The issues are only partly engineering ones. We know that technically there
are many things that we can do with our engineering dream list.

But in the down and dirty daily grind of business, the profit motive is all
powerful. This all powerful icon is powered not just by technical knowledge,
but also by marketability to the consumer. If the consumer doesn't like it,
for whatever reason then it's not going to sell. There are many reasons that
the consumer might not buy something, one of which is the price. Most
"consumer units" just try to survive on a day to day basis. They would love
the leave a clean planet to their children, or probably not to buy oil from
the middle-east, but their pocketbook might dictate otherwise.

These are the issues that need equal billing with technical proficiency. If
we don't understand this then we have no chance convincing the power brokers
in industry. (not politicians because they'll support anything that might
help them get re-elected)

Am I preaching to the choir here?

RG

-----Original Message-----
From: Paul J. Werbos, Dr.
Sent: Sunday, September 23, 2007 1:06 PM
To: Feng; Bob; richard; 'Global Energy Network'

Subject: hydrazine hydrate

One of you stated:


>Look, High altitude wind can make 10,000 times more energy than the
>current human energy budget. So can deep geothermal. And solar
>is also adequate. All can be converted to electricity, and we can
>run transportation quite easily on 90% electricity.

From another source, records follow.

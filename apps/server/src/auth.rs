//! JWT authentication module.
//!
//! Handles sign-in against the configured allow-list, token issuing and
//! validation, and the request extractors that gate routes by role.
//!
//! ## Request Flow
//! ```text
//! ┌─────────────────────────────────────────────────────────────────────────┐
//! │  POST /api/auth/login {email, password, role}                           │
//! │       │                                                                 │
//! │       ├── UserDirectory::authenticate  (argon2 verify, role check)      │
//! │       └── JwtManager::issue            (HS256, sub/role/iat/exp/jti)    │
//! │                                                                         │
//! │  GET /api/...  Authorization: Bearer <jwt>                              │
//! │       │                                                                 │
//! │       ├── AuthUser   ──► 401 UNAUTHORIZED if missing/invalid            │
//! │       └── AdminUser  ──► 403 FORBIDDEN unless role = admin              │
//! └─────────────────────────────────────────────────────────────────────────┘
//! ```

use std::collections::HashMap;

use argon2::password_hash::rand_core::OsRng;
use argon2::password_hash::SaltString;
use argon2::{Argon2, PasswordHash, PasswordHasher, PasswordVerifier};
use axum::extract::FromRequestParts;
use axum::http::header::AUTHORIZATION;
use axum::http::request::Parts;
use chrono::{Duration, Utc};
use jsonwebtoken::{decode, encode, DecodingKey, EncodingKey, Header, Validation};
use serde::{Deserialize, Serialize};
use tracing::{debug, warn};
use uuid::Uuid;

use vape_core::Role;

use crate::config::UserEntry;
use crate::error::ApiError;
use crate::state::AppState;

/// JWT claims structure.
#[derive(Debug, Clone, PartialEq, Eq, Serialize, Deserialize)]
pub struct Claims {
    /// Subject (user email)
    pub sub: String,

    /// Role the user signed in as
    pub role: Role,

    /// Issued at (Unix timestamp)
    pub iat: i64,

    /// Expiration (Unix timestamp)
    pub exp: i64,

    /// JWT ID (unique identifier for this token)
    pub jti: String,
}

/// JWT token manager.
pub struct JwtManager {
    encoding: EncodingKey,
    decoding: DecodingKey,
    lifetime_secs: i64,
}

impl JwtManager {
    /// Create a new JWT manager.
    pub fn new(secret: &str, lifetime_secs: i64) -> Self {
        JwtManager {
            encoding: EncodingKey::from_secret(secret.as_bytes()),
            decoding: DecodingKey::from_secret(secret.as_bytes()),
            lifetime_secs,
        }
    }

    pub fn lifetime_secs(&self) -> i64 {
        self.lifetime_secs
    }

    /// Issues a token for `email` acting as `role`.
    pub fn issue(&self, email: &str, role: Role) -> Result<String, ApiError> {
        let now = Utc::now();
        let exp = now + Duration::seconds(self.lifetime_secs);

        let claims = Claims {
            sub: email.to_string(),
            role,
            iat: now.timestamp(),
            exp: exp.timestamp(),
            jti: Uuid::new_v4().to_string(),
        };

        encode(&Header::default(), &claims, &self.encoding)
            .map_err(|e| ApiError::internal(format!("Failed to generate token: {}", e)))
    }

    /// Validate and decode a token.
    pub fn validate(&self, token: &str) -> Result<Claims, ApiError> {
        decode::<Claims>(token, &self.decoding, &Validation::default())
            .map(|data| data.claims)
            .map_err(|e| ApiError::unauthorized(format!("Invalid token: {}", e)))
    }
}

/// The configured allow-list, keyed by lowercase email.
#[derive(Debug, Clone, Default)]
pub struct UserDirectory {
    users: HashMap<String, UserEntry>,
}

impl UserDirectory {
    pub fn new(entries: &[UserEntry]) -> Self {
        let users = entries
            .iter()
            .map(|entry| (entry.email.trim().to_lowercase(), entry.clone()))
            .collect();
        UserDirectory { users }
    }

    /// Checks the password and whether the user may act as `requested`.
    ///
    /// Unknown users and wrong passwords get the same answer.
    pub fn authenticate(&self, email: &str, password: &str, requested: Role) -> Result<String, ApiError> {
        let email = email.trim().to_lowercase();
        let entry = self
            .users
            .get(&email)
            .filter(|entry| verify_password(password, &entry.password_hash))
            .ok_or_else(|| {
                warn!(email = %email, "Sign-in rejected");
                ApiError::unauthorized("Invalid email or password")
            })?;

        if !entry.role.can_act_as(requested) {
            warn!(email = %email, role = %entry.role, requested = %requested, "Role not allowed");
            return Err(ApiError::forbidden(format!("Not allowed to sign in as {}", requested)));
        }

        debug!(email = %email, role = %requested, "Sign-in accepted");
        Ok(email)
    }
}

/// Verify a password against its PHC hash.
fn verify_password(password: &str, hash: &str) -> bool {
    let parsed_hash = match PasswordHash::new(hash) {
        Ok(h) => h,
        Err(_) => return false,
    };

    Argon2::default()
        .verify_password(password.as_bytes(), &parsed_hash)
        .is_ok()
}

/// Hash a password for the allow-list.
pub fn hash_password(password: &str) -> Result<String, argon2::password_hash::Error> {
    let salt = SaltString::generate(&mut OsRng);
    let hash = Argon2::default().hash_password(password.as_bytes(), &salt)?;
    Ok(hash.to_string())
}

/// Extract bearer token from authorization header.
pub fn extract_bearer_token(auth_header: &str) -> Option<&str> {
    auth_header.strip_prefix("Bearer ").map(str::trim).filter(|t| !t.is_empty())
}

// =============================================================================
// Extractors
// =============================================================================

/// Any signed-in user.
#[derive(Debug, Clone)]
pub struct AuthUser(pub Claims);

impl AuthUser {
    pub fn email(&self) -> &str {
        &self.0.sub
    }

    pub fn require_admin(&self) -> Result<(), ApiError> {
        match self.0.role {
            Role::Admin => Ok(()),
            Role::Seller => Err(ApiError::forbidden("Admin role required")),
        }
    }
}

impl FromRequestParts<AppState> for AuthUser {
    type Rejection = ApiError;

    async fn from_request_parts(parts: &mut Parts, state: &AppState) -> Result<Self, Self::Rejection> {
        let header = parts
            .headers
            .get(AUTHORIZATION)
            .and_then(|v| v.to_str().ok())
            .ok_or_else(|| ApiError::unauthorized("Missing authorization header"))?;

        let token =
            extract_bearer_token(header).ok_or_else(|| ApiError::unauthorized("Invalid authorization header"))?;

        state.jwt.validate(token).map(AuthUser)
    }
}

/// A signed-in admin.
#[derive(Debug, Clone)]
pub struct AdminUser(pub Claims);

impl FromRequestParts<AppState> for AdminUser {
    type Rejection = ApiError;

    async fn from_request_parts(parts: &mut Parts, state: &AppState) -> Result<Self, Self::Rejection> {
        let user = AuthUser::from_request_parts(parts, state).await?;
        user.require_admin()?;
        Ok(AdminUser(user.0))
    }
}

Being an engineer, I know full well how reality is rather different
from the kind of logic that
somehow seems to survive in the worlds of talk shows and political advocacy.

To learn what real engineers think about these issues, look at least at:

http://www.ieeeusa.org/policy/phev/program.asp

IEEE -- the world's largest society of engineers and scientists --
strongly supports the idea of
electrification, as you can see from any of our slides. (Click on
names to see them.)
But as engineers, we have an obligation to present the truth as
objectively as we can.
We strongly support the research which has maximum POTENTIAL to lead
to all-electric cars
acceptable to the consumer. HOWEVER, it would be grossly dishonest at
this time to pretend
we know for sure that we are ready to produce batteries good enough
and cheap enough
to allow an all-electric car and truck system acceptable to the
consumer. And most of us
think it would be both unrealistic and undesirable to propose to
FORCE everyone to buy
cars with 40-mile driving range when 300-mile range is available elsewhere.

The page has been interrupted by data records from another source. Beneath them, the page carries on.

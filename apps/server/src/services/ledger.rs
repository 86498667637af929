//! The ledger-update flow.
//!
//! ```text
//! update_ledger(patch, operation, depleted)
//!   1. total = Σ quantity × salePrice               (inside the transaction)
//!   2. ledger = stored ⊕ patch, ledger.total = total (persisted)
//!   3. dispatch [ledger summary, availability, depletion alert?]
//! ```

use tracing::info;

use vape_core::report;
use vape_core::validation::validate_payment_amount;
use vape_core::{Ledger, LedgerPatch, ProductKind};

use crate::error::ApiResult;
use crate::state::AppState;

/// Operation label used when the admin does not name the edit.
pub const MANUAL_EDIT_LABEL: &str = "✏️ Ручне редагування балансу";

/// Persists `patch` with a fresh total, then sends the inventory report.
pub async fn update_ledger(
    state: &AppState,
    patch: &LedgerPatch,
    operation: &str,
    depleted: &[String],
) -> ApiResult<Ledger> {
    let ledger = state.db.ledger().apply_patch(patch).await?;

    let liquids = state.db.products().list(Some(ProductKind::Liquids)).await?;
    let messages = report::inventory_report(operation, &ledger, &liquids, depleted);
    state.notifier.dispatch(&messages).await;

    info!(
        operation = %operation,
        total = %ledger.total,
        depleted = depleted.len(),
        "Inventory report published"
    );
    Ok(ledger)
}

/// Refreshes the total only and sends the inventory report.
pub async fn publish_inventory_report(state: &AppState, operation: &str, depleted: &[String]) -> ApiResult<Ledger> {
    update_ledger(state, &LedgerPatch::default(), operation, depleted).await
}

/// Admin's manual edit: absolute values for any of the four balances.
pub async fn edit_ledger(state: &AppState, patch: &LedgerPatch, operation: Option<&str>) -> ApiResult<Ledger> {
    for (field, value) in [
        ("cash", patch.cash),
        ("card", patch.card),
        ("salary", patch.salary),
        ("mine", patch.mine),
    ] {
        if let Some(amount) = value {
            validate_payment_amount(field, amount)?;
        }
    }

    let operation = operation
        .map(str::trim)
        .filter(|op| !op.is_empty())
        .unwrap_or(MANUAL_EDIT_LABEL);

    update_ledger(state, patch, operation, &[]).await
}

In fuzzy bar-room type thinking, people seem to feel you have to
worship the omnipotence and
omniscience of the One True Fuel, or else you must be a traitor, a
heretic and an enemy.
OK -- I declare that electricity is not the One True God. IEEE likewise.

But -- we will never be able to solve the complex energy problems we
face if we descend into
that kind of bar-room thinking and intellectual dishonesty.

It is not proper or politically realistic to imagine the US
government picking winners and losers
between oil and electricity. More precisely -- the only politically
realistic possibility out there
right now like that is continued enforcement of the monopoly by the
fuel which is presently in charge,
good old fashioned conventional oil. The most powerful advocate in
the US government right now
happens to represent a company with headquarters in Dubai.

Our only realistic hope is to build a coalition which represents the
more traditional American policy
of COMPETITION -- and that means opening up the market to stuff we might
like
and stuff we might not like, and let the consumers decide.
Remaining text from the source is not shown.